**What needs to be done**
All of the records should be given again exactly as they appear.

**Records provided**
//! Resource API endpoints
//!
//! Listings for each audience plus the gated view/download/like actions.

pub mod types;

use axum::Router;
use axum::extract::State;
use axum::routing::{get, post};
use axum::response::IntoResponse;

use types::{ListResourcesQuery, ResourceListResponse, ViewResponse};

use crate::api::auth::{AdminActor, AuthActor, SchoolActor};
use crate::api::extractors::{IdPath, ValidatedQuery};
use crate::api::types::{ApiError, ok};
use crate::data::types::ResourceScope;
use crate::domain::{AccessGate, CatalogService, ClientInfo, EngagementService};

/// Shared state for resource endpoints
#[derive(Clone)]
pub struct ResourcesApiState {
    pub catalog: CatalogService,
    pub gate: AccessGate,
    pub engagement: EngagementService,
}

/// Unauthenticated published catalog, mounted at `/api/resources`
pub fn public_routes(state: ResourcesApiState) -> Router<()> {
    Router::new()
        .route("/", get(list_public))
        .with_state(state)
}

/// Actions on one resource, mounted at `/api/resources` behind auth
pub fn member_routes(state: ResourcesApiState) -> Router<()> {
    Router::new()
        .route("/{id}/view", post(view_resource))
        .route("/{id}/download", post(download_resource))
        .route("/{id}/like", post(toggle_like))
        .with_state(state)
}

/// Gated listing for school accounts, mounted at `/api/school`
pub fn school_routes(state: ResourcesApiState) -> Router<()> {
    Router::new()
        .route("/resources", get(list_for_school))
        .with_state(state)
}

/// All-status listing and counter inspection, mounted at `/api/admin`
pub fn admin_routes(state: ResourcesApiState) -> Router<()> {
    Router::new()
        .route("/resources", get(list_for_admin))
        .route("/resources/{id}/stats", get(resource_stats))
        .with_state(state)
}

pub async fn list_public(
    State(state): State<ResourcesApiState>,
    ValidatedQuery(query): ValidatedQuery<ListResourcesQuery>,
) -> Result<impl IntoResponse, ApiError> {
    let page = state
        .catalog
        .list(ResourceScope::Public, query.to_params())
        .await?;
    Ok(ok(ResourceListResponse::from(page)))
}

pub async fn list_for_school(
    State(state): State<ResourcesApiState>,
    SchoolActor(actor): SchoolActor,
    ValidatedQuery(query): ValidatedQuery<ListResourcesQuery>,
) -> Result<impl IntoResponse, ApiError> {
    let page = state
        .catalog
        .list(
            ResourceScope::School {
                school_id: actor.id,
            },
            query.to_params(),
        )
        .await?;
    Ok(ok(ResourceListResponse::from(page)))
}

pub async fn list_for_admin(
    State(state): State<ResourcesApiState>,
    AdminActor(_admin): AdminActor,
    ValidatedQuery(query): ValidatedQuery<ListResourcesQuery>,
) -> Result<impl IntoResponse, ApiError> {
    let status = query.parsed_status()?;
    let page = state
        .catalog
        .list(ResourceScope::Admin { status }, query.to_params())
        .await?;
    Ok(ok(ResourceListResponse::from(page)))
}

pub async fn resource_stats(
    State(state): State<ResourcesApiState>,
    AdminActor(_admin): AdminActor,
    IdPath(id): IdPath,
) -> Result<impl IntoResponse, ApiError> {
    let stats = state.catalog.stats(id).await?;
    Ok(ok(stats))
}

pub async fn view_resource(
    State(state): State<ResourcesApiState>,
    AuthActor(actor): AuthActor,
    IdPath(id): IdPath,
    client: ClientInfo,
) -> Result<impl IntoResponse, ApiError> {
    let view_count = state.gate.view(&actor, id, &client).await?;
    Ok(ok(ViewResponse {
        resource_id: id,
        view_count,
    }))
}

pub async fn download_resource(
    State(state): State<ResourcesApiState>,
    AuthActor(actor): AuthActor,
    IdPath(id): IdPath,
    client: ClientInfo,
) -> Result<impl IntoResponse, ApiError> {
    let ticket = state.gate.download(&actor, id, &client).await?;
    Ok(ok(ticket))
}

pub async fn toggle_like(
    State(state): State<ResourcesApiState>,
    AuthActor(actor): AuthActor,
    IdPath(id): IdPath,
) -> Result<impl IntoResponse, ApiError> {
    let toggle = state.engagement.toggle_like(id, actor.id).await?;
    Ok(ok(toggle))
}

**Task answer**
//! Resource API endpoints
//!
//! Listings for each audience plus the gated view/download/like actions.

pub mod types;

use axum::Router;
use axum::extract::State;
use axum::routing::{get, post};
use axum::response::IntoResponse;

use types::{ListResourcesQuery, ResourceListResponse, ViewResponse};

use crate::api::auth::{AdminActor, AuthActor, SchoolActor};
use crate::api::extractors::{IdPath, ValidatedQuery};
use crate::api::types::{ApiError, ok};
use crate::data::types::ResourceScope;
use crate::domain::{AccessGate, CatalogService, ClientInfo, EngagementService};

/// Shared state for resource endpoints
#[derive(Clone)]
pub struct ResourcesApiState {
    pub catalog: CatalogService,
    pub gate: AccessGate,
    pub engagement: EngagementService,
}

/// Unauthenticated published catalog, mounted at `/api/resources`
pub fn public_routes(state: ResourcesApiState) -> Router<()> {
    Router::new()
        .route("/", get(list_public))
        .with_state(state)
}

/// Actions on one resource, mounted at `/api/resources` behind auth
pub fn member_routes(state: ResourcesApiState) -> Router<()> {
    Router::new()
        .route("/{id}/view", post(view_resource))
        .route("/{id}/download", post(download_resource))
        .route("/{id}/like", post(toggle_like))
        .with_state(state)
}

/// Gated listing for school accounts, mounted at `/api/school`
pub fn school_routes(state: ResourcesApiState) -> Router<()> {
    Router::new()
        .route("/resources", get(list_for_school))
        .with_state(state)
}

/// All-status listing and counter inspection, mounted at `/api/admin`
pub fn admin_routes(state: ResourcesApiState) -> Router<()> {
    Router::new()
        .route("/resources", get(list_for_admin))
        .route("/resources/{id}/stats", get(resource_stats))
        .with_state(state)
}

pub async fn list_public(
    State(state): State<ResourcesApiState>,
    ValidatedQuery(query): ValidatedQuery<ListResourcesQuery>,
) -> Result<impl IntoResponse, ApiError> {
    let page = state
        .catalog
        .list(ResourceScope::Public, query.to_params())
        .await?;
    Ok(ok(ResourceListResponse::from(page)))
}

pub async fn list_for_school(
    State(state): State<ResourcesApiState>,
    SchoolActor(actor): SchoolActor,
    ValidatedQuery(query): ValidatedQuery<ListResourcesQuery>,
) -> Result<impl IntoResponse, ApiError> {
    let page = state
        .catalog
        .list(
            ResourceScope::School {
                school_id: actor.id,
            },
            query.to_params(),
        )
        .await?;
    Ok(ok(ResourceListResponse::from(page)))
}

pub async fn list_for_admin(
    State(state): State<ResourcesApiState>,
    AdminActor(_admin): AdminActor,
    ValidatedQuery(query): ValidatedQuery<ListResourcesQuery>,
) -> Result<impl IntoResponse, ApiError> {
    let status = query.parsed_status()?;
    let page = state
        .catalog
        .list(ResourceScope::Admin { status }, query.to_params())
        .await?;
    Ok(ok(ResourceListResponse::from(page)))
}

pub async fn resource_stats(
    State(state): State<ResourcesApiState>,
    AdminActor(_admin): AdminActor,
    IdPath(id): IdPath,
) -> Result<impl IntoResponse, ApiError> {
    let stats = state.catalog.stats(id).await?;
    Ok(ok(stats))
}

pub async fn view_resource(
    State(state): State<ResourcesApiState>,
    AuthActor(actor): AuthActor,
    IdPath(id): IdPath,
    client: ClientInfo,
) -> Result<impl IntoResponse, ApiError> {
    let view_count = state.gate.view(&actor, id, &client).await?;
    Ok(ok(ViewResponse {
        resource_id: id,
        view_count,
    }))
}

pub async fn download_resource(
    State(state): State<ResourcesApiState>,
    AuthActor(actor): AuthActor,
    IdPath(id): IdPath,
    client: ClientInfo,
) -> Result<impl IntoResponse, ApiError> {
    let ticket = state.gate.download(&actor, id, &client).await?;
    Ok(ok(ticket))
}

pub async fn toggle_like(
    State(state): State<ResourcesApiState>,
    AuthActor(actor): AuthActor,
    IdPath(id): IdPath,
) -> Result<impl IntoResponse, ApiError> {
    let toggle = state.engagement.toggle_like(id, actor.id).await?;
    Ok(ok(toggle))
}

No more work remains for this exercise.